As you wander around these mostly undecorated stones — some of which are so large they’ll tower over you — your guide will offer various theories: maybe they were funerary grounds, tools for collecting rainwater, or perhaps even beer mugs for a local race of giants. The truth? You will likely never know.
However, the Plain of Jars is for the truly intrepid. It’s either a long drive or flight from the capital, Vientiane, and once you arrive, you’re limited to exploring a couple of specific viewing sites — the rest of the landscape is still littered with unexploded ordinance from the Vietnam War. I would say though, that there’s something very special about being one of the few visitors to make it there.

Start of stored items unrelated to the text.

//! Name-based facade over the registries, standings and pairing engine.

use super::errors::SwissResult;
use super::matches::MatchRegistry;
use super::models::{MatchRecord, PairingConfig, PlayerId, RoundPairings, Standing, Tournament};
use super::pairing::PairingEngine;
use super::registry::TournamentRegistry;
use super::standings::StandingsCalculator;
use crate::db::TournamentStore;
use std::sync::Arc;

/// Tournament manager
///
/// All components share one store; none of them caches anything, so several
/// managers over the same store always agree.
#[derive(Clone)]
pub struct TournamentManager {
    registry: TournamentRegistry,
    matches: MatchRegistry,
    standings: StandingsCalculator,
    pairing: PairingEngine,
}

impl TournamentManager {
    /// Create a manager with the default pairing policy
    pub fn new(store: Arc<dyn TournamentStore>) -> Self {
        Self::with_config(store, PairingConfig::default())
    }

    /// Create a manager with an explicit pairing policy
    pub fn with_config(store: Arc<dyn TournamentStore>, config: PairingConfig) -> Self {
        Self {
            registry: TournamentRegistry::new(store.clone()),
            matches: MatchRegistry::new(store.clone()),
            standings: StandingsCalculator::new(store.clone()),
            pairing: PairingEngine::new(store, config),
        }
    }

    pub fn registry(&self) -> &TournamentRegistry {
        &self.registry
    }

    pub fn matches(&self) -> &MatchRegistry {
        &self.matches
    }

    pub fn standings(&self) -> &StandingsCalculator {
        &self.standings
    }

    pub fn pairing(&self) -> &PairingEngine {
        &self.pairing
    }

    /// Enroll a player by name, creating player and tournament as needed
    pub async fn register_player(&self, name: &str, tournament: &str) -> SwissResult<PlayerId> {
        self.registry.enroll(name, tournament).await
    }

    /// Number of players enrolled in the named tournament
    pub async fn count_players(&self, tournament: &str) -> SwissResult<usize> {
        self.registry.count(tournament).await
    }

    /// Record a result in the named tournament
    pub async fn report_match(
        &self,
        winner_id: PlayerId,
        loser_id: PlayerId,
        tournament: &str,
    ) -> SwissResult<MatchRecord> {
        let tournament = self.registry.find_tournament(tournament).await?;
        self.matches
            .record_match(winner_id, loser_id, tournament.id)
            .await
    }

    /// Standings of the named tournament
    pub async fn player_standings(&self, tournament: &str) -> SwissResult<Vec<Standing>> {
        let tournament = self.registry.find_tournament(tournament).await?;
        self.standings.standings(tournament.id).await
    }

    /// Next-round pairings of the named tournament
    pub async fn swiss_pairings(&self, tournament: &str) -> SwissResult<RoundPairings> {
        let tournament = self.registry.find_tournament(tournament).await?;
        self.pairing.next_round_pairings(tournament.id).await
    }

    /// Remove the named tournament's matches
    pub async fn delete_matches(&self, tournament: &str) -> SwissResult<u64> {
        let tournament: Tournament = self.registry.find_tournament(tournament).await?;
        self.matches.clear_matches(tournament.id).await
    }

    /// Remove the named tournament's enrollments
    pub async fn delete_players(&self, tournament: &str) -> SwissResult<u64> {
        self.registry.clear_players(tournament).await
    }
}
//! In-memory behavior registry.
//!
//! Each behavior is registered with the selector tags it binds to and a
//! priority. A behavior applies to a call when *all* of its bindings are in the
//! call's selector set. Applicable behaviors are returned in ascending priority
//! order; ties keep registration order.

use std::sync::atomic::{AtomicU64, Ordering};

use parking_lot::RwLock;
use proxy_intercept_core::{BehaviorHandle, BehaviorResolver};
use proxy_intercept_types::{Tag, TagSet};
use tracing::{debug, info};

use crate::error::RegistryError;

/// Result type for registry operations
type RegistryResult<T> = Result<T, RegistryError>;

/// Priority used when none is given.
pub const DEFAULT_PRIORITY: i32 = 0;

struct Registration<T, A, R, E> {
    name: String,
    bindings: Vec<Tag>,
    priority: i32,
    sequence: u64,
    behavior: BehaviorHandle<T, A, R, E>,
}

impl<T, A, R, E> Registration<T, A, R, E> {
    fn order_key(&self) -> (i32, u64) {
        (self.priority, self.sequence)
    }
}

/// Summary of one registered behavior.
#[derive(Debug, Clone, PartialEq, Eq)]
pub struct RegisteredBehavior {
    pub name: String,
    pub bindings: Vec<Tag>,
    pub priority: i32,
}

/// Thread-safe registry resolving selector sets to ordered behavior chains.
pub struct BehaviorRegistry<T, A, R, E> {
    /// Kept sorted by (priority, registration sequence)
    entries: RwLock<Vec<Registration<T, A, R, E>>>,
    next_sequence: AtomicU64,
}

impl<T, A, R, E> Default for BehaviorRegistry<T, A, R, E> {
    fn default() -> Self {
        Self {
            entries: RwLock::new(Vec::new()),
            next_sequence: AtomicU64::new(0),
        }
    }
}

impl<T, A, R, E> BehaviorRegistry<T, A, R, E> {
    pub fn new() -> Self {
        Self::default()
    }

    /// Register a behavior under its own name.
    ///
    /// # Errors
    ///
    /// Returns error if:
    /// - a behavior with the same name is already registered
    /// - `bindings` is empty
    pub fn register(
        &self,
        behavior: BehaviorHandle<T, A, R, E>,
        bindings: Vec<Tag>,
        priority: i32,
    ) -> RegistryResult<()> {
        let name = behavior.name().to_string();
        self.register_named(name, behavior, bindings, priority)
    }

    /// Register a behavior under an explicit name.
    pub fn register_named(
        &self,
        name: impl Into<String>,
        behavior: BehaviorHandle<T, A, R, E>,
        bindings: Vec<Tag>,
        priority: i32,
    ) -> RegistryResult<()> {
        let name = name.into();
        if bindings.is_empty() {
            return Err(RegistryError::NoBindings(name));
        }

        let mut entries = self.entries.write();
        if entries.iter().any(|e| e.name == name) {
            return Err(RegistryError::DuplicateBehavior(name));
        }

        let registration = Registration {
            name,
            bindings,
            priority,
            sequence: self.next_sequence.fetch_add(1, Ordering::Relaxed),
            behavior,
        };
        let key = registration.order_key();
        let index = entries.partition_point(|e| e.order_key() < key);

        info!(
            behavior = %registration.name,
            priority,
            bindings = registration.bindings.len(),
            "registered behavior"
        );
        entries.insert(index, registration);
        Ok(())
    }

    /// Remove a behavior. Returns `false` if it was not registered.
    pub fn unregister(&self, name: &str) -> bool {
        let mut entries = self.entries.write();
        let before = entries.len();
        entries.retain(|e| e.name != name);
        before != entries.len()
    }

    pub fn contains(&self, name: &str) -> bool {
        self.entries.read().iter().any(|e| e.name == name)
    }

    /// Registered behaviors in resolution order.
    pub fn list(&self) -> Vec<RegisteredBehavior> {
        self.entries
            .read()
            .iter()
            .map(|e| RegisteredBehavior {
                name: e.name.clone(),
                bindings: e.bindings.clone(),
                priority: e.priority,
            })
            .collect()
    }

    pub fn len(&self) -> usize {
        self.entries.read().len()
    }

    pub fn is_empty(&self) -> bool {
        self.entries.read().is_empty()
    }
}

impl<T, A, R, E> BehaviorResolver<T, A, R, E> for BehaviorRegistry<T, A, R, E> {
    fn resolve(&self, tags: &TagSet) -> Vec<BehaviorHandle<T, A, R, E>> {
        let entries = self.entries.read();
        let resolved: Vec<_> = entries
            .iter()
            .filter(|e| tags.contains_all(&e.bindings))
            .map(|e| BehaviorHandle::clone(&e.behavior))
            .collect();
        debug!(bindings = %tags, resolved = resolved.len(), "resolved behaviors");
        resolved
    }
}

impl<T, A, R, E> std::fmt::Debug for BehaviorRegistry<T, A, R, E> {
    fn fmt(&self, f: &mut std::fmt::Formatter<'_>) -> std::fmt::Result {
        f.debug_struct("BehaviorRegistry")
            .field("behaviors", &self.list())
            .finish()
    }
}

Thailand’s top UNESCO World Heritage Sites
Thailand’s UNESCO sites offer intricately designed temples and meticulously preserved wilderness, after which I suggest relaxing on the secluded beach resorts of Southern Thailand. Or if you want more adventure, Bangkok has good connections to many of Thailand’s top UNESCO sites, so you can easily add on a trip to one of its bordering countries, too.
In the 17th century, Ayutthaya was the largest city in the world, and its richly carved prangs (reliquary towers) and monasteries give you a glimpse into the significance of this former capital. Partially destroyed by the Burmese army in 1767, the population was forced into captivity, while the city’s bricks were transported to build a new capital in Bangkok.

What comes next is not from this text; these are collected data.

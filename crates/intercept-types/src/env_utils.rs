//! Environment variable parsing utilities.
//!
//! Dispatch configuration is read from `PROXY_INTERCEPT_*` variables. These
//! helpers keep that parsing in one place instead of repeating
//!
//! ```ignore
//! std::env::var("VAR_NAME")
//!     .ok()
//!     .and_then(|v| v.parse::<usize>().ok())
//!     .unwrap_or(default_value)
//! ```
//!
//! # Example
//!
//! ```
//! use proxy_intercept_types::env_utils::{env_bool_or, env_var_or};
//!
//! let depth: usize = env_var_or("PROXY_INTERCEPT_GROUP_DEPTH", 1);
//! let warn = env_bool_or("PROXY_INTERCEPT_WARN_UNRESOLVED", true);
//! ```

use std::str::FromStr;

/// Parse an environment variable into any `FromStr` type.
///
/// Returns `None` if the variable is unset or does not parse.
pub fn env_var<T: FromStr>(key: &str) -> Option<T> {
    std::env::var(key).ok().and_then(|v| v.trim().parse().ok())
}

/// Parse an environment variable, falling back to `default`.
pub fn env_var_or<T: FromStr>(key: &str, default: T) -> T {
    env_var(key).unwrap_or(default)
}

fn parse_bool(value: &str) -> Option<bool> {
    match value.trim().to_lowercase().as_str() {
        "1" | "true" | "yes" | "on" => Some(true),
        "0" | "false" | "no" | "off" => Some(false),
        _ => None,
    }
}

/// Whether an environment variable is set to a truthy value
/// ("1", "true", "yes", "on", case-insensitive).
pub fn env_bool(key: &str) -> bool {
    env_bool_or(key, false)
}

/// Boolean environment variable with a default.
///
/// Unset or unrecognized values yield `default`, so `PROXY_X=maybe` does not
/// silently flip a default-on switch off.
pub fn env_bool_or(key: &str, default: bool) -> bool {
    std::env::var(key)
        .ok()
        .and_then(|v| parse_bool(&v))
        .unwrap_or(default)
}

/// String environment variable with a default.
pub fn env_string_or(key: &str, default: &str) -> String {
    std::env::var(key).unwrap_or_else(|_| default.to_string())
}

/// Comma-separated environment variable as a list; empty entries are dropped.
pub fn env_list(key: &str) -> Vec<String> {
    std::env::var(key)
        .ok()
        .map(|v| {
            v.split(',')
                .map(|s| s.trim().to_string())
                .filter(|s| !s.is_empty())
                .collect()
        })
        .unwrap_or_default()
}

Some of the former temples have been reduced to piles of bricks, while others still stand proud like the spire-topped Wat Yai Chai Mongkhon. Despite this, the archaeological site is still frequented by worshippers who wrap saffron robes around the many Buddha statues and lay pink-hued lotus flowers on temple alters. I find the most rewarding way to navigate this sprawling site is to take a guided tour in a local ‘Kermit’ tuk-tuk with its distinctive frog-headed appearance. You’ll cover much more ground that way.
Sukhothai Historical Park
Another former capital of Thailand, Sukhothai is a little quieter than Ayutthaya as it’s further from Bangkok. The town’s history also stretches further back than Ayutthaya, becoming the capital of the first Kingdom of Siam in the 13th century. Here, you’ll encounter carved Buddhas cross-legged upon brick platforms and lotus-bud conical spires characteristic of the era’s architecture.

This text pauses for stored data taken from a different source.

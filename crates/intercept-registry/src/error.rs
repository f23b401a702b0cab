//! Errors raised while registering behaviors or loading manifests.

use std::path::PathBuf;

use thiserror::Error;

#[derive(Debug, Error)]
pub enum RegistryError {
    #[error("behavior '{0}' is already registered")]
    DuplicateBehavior(String),

    #[error("behavior '{0}' declares no bindings")]
    NoBindings(String),
}

#[derive(Debug, Error)]
pub enum ManifestError {
    #[error("failed to read manifest {path}")]
    Io {
        path: PathBuf,
        #[source]
        source: std::io::Error,
    },

    #[error("failed to parse manifest")]
    Parse(#[from] serde_json::Error),

    #[error("behavior '{behavior}' binds '{kind}', which is not a registered selector")]
    UnknownSelector { behavior: String, kind: String },

    #[error("type '{0}' is declared more than once")]
    DuplicateType(String),

    #[error("type '{type_name}' has no method '{method}'")]
    UnknownMethod { type_name: String, method: String },

    #[error("type '{0}' is not declared in the manifest")]
    UnknownType(String),

    #[error(transparent)]
    Registry(#[from] RegistryError),
}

Exploring the lilypond-dotted area by bicycle allows you to visit more of Sukhothai’s ruins, which protrude from the undergrowth outside of the old city. Even at a leisurely pace, cycling around the ancient ruins can work up an appetite, so I recommend a trip to one of the town’s restaurants for a hands-on Sukhothai noodle-making experience.
Khao Yai National Park
Khao Yai National Park is Thailand’s oldest national park, protected by UNESCO due to the forest’s critical role in the conservation of globally threatened and endangered animals. Inside dwell wild elephants, sambar deer, gibbons, macaques, hornbills, and hundreds of other species of fauna.
There’s an abundance of nature trails here, and as you climb further above sea level, the foliage shifts from dry evergreen forest into deciduous woodland into tropical rainforest. Ponds and waterfalls also scatter the route, providing a soothing soundtrack for your hikes. For the best chance of spotting the resident elephants, I recommend taking a 4x4 night safari from December to February where you might catch them resting upon grasslands, hanging out by the salt licks, or even stomping along the road beside you.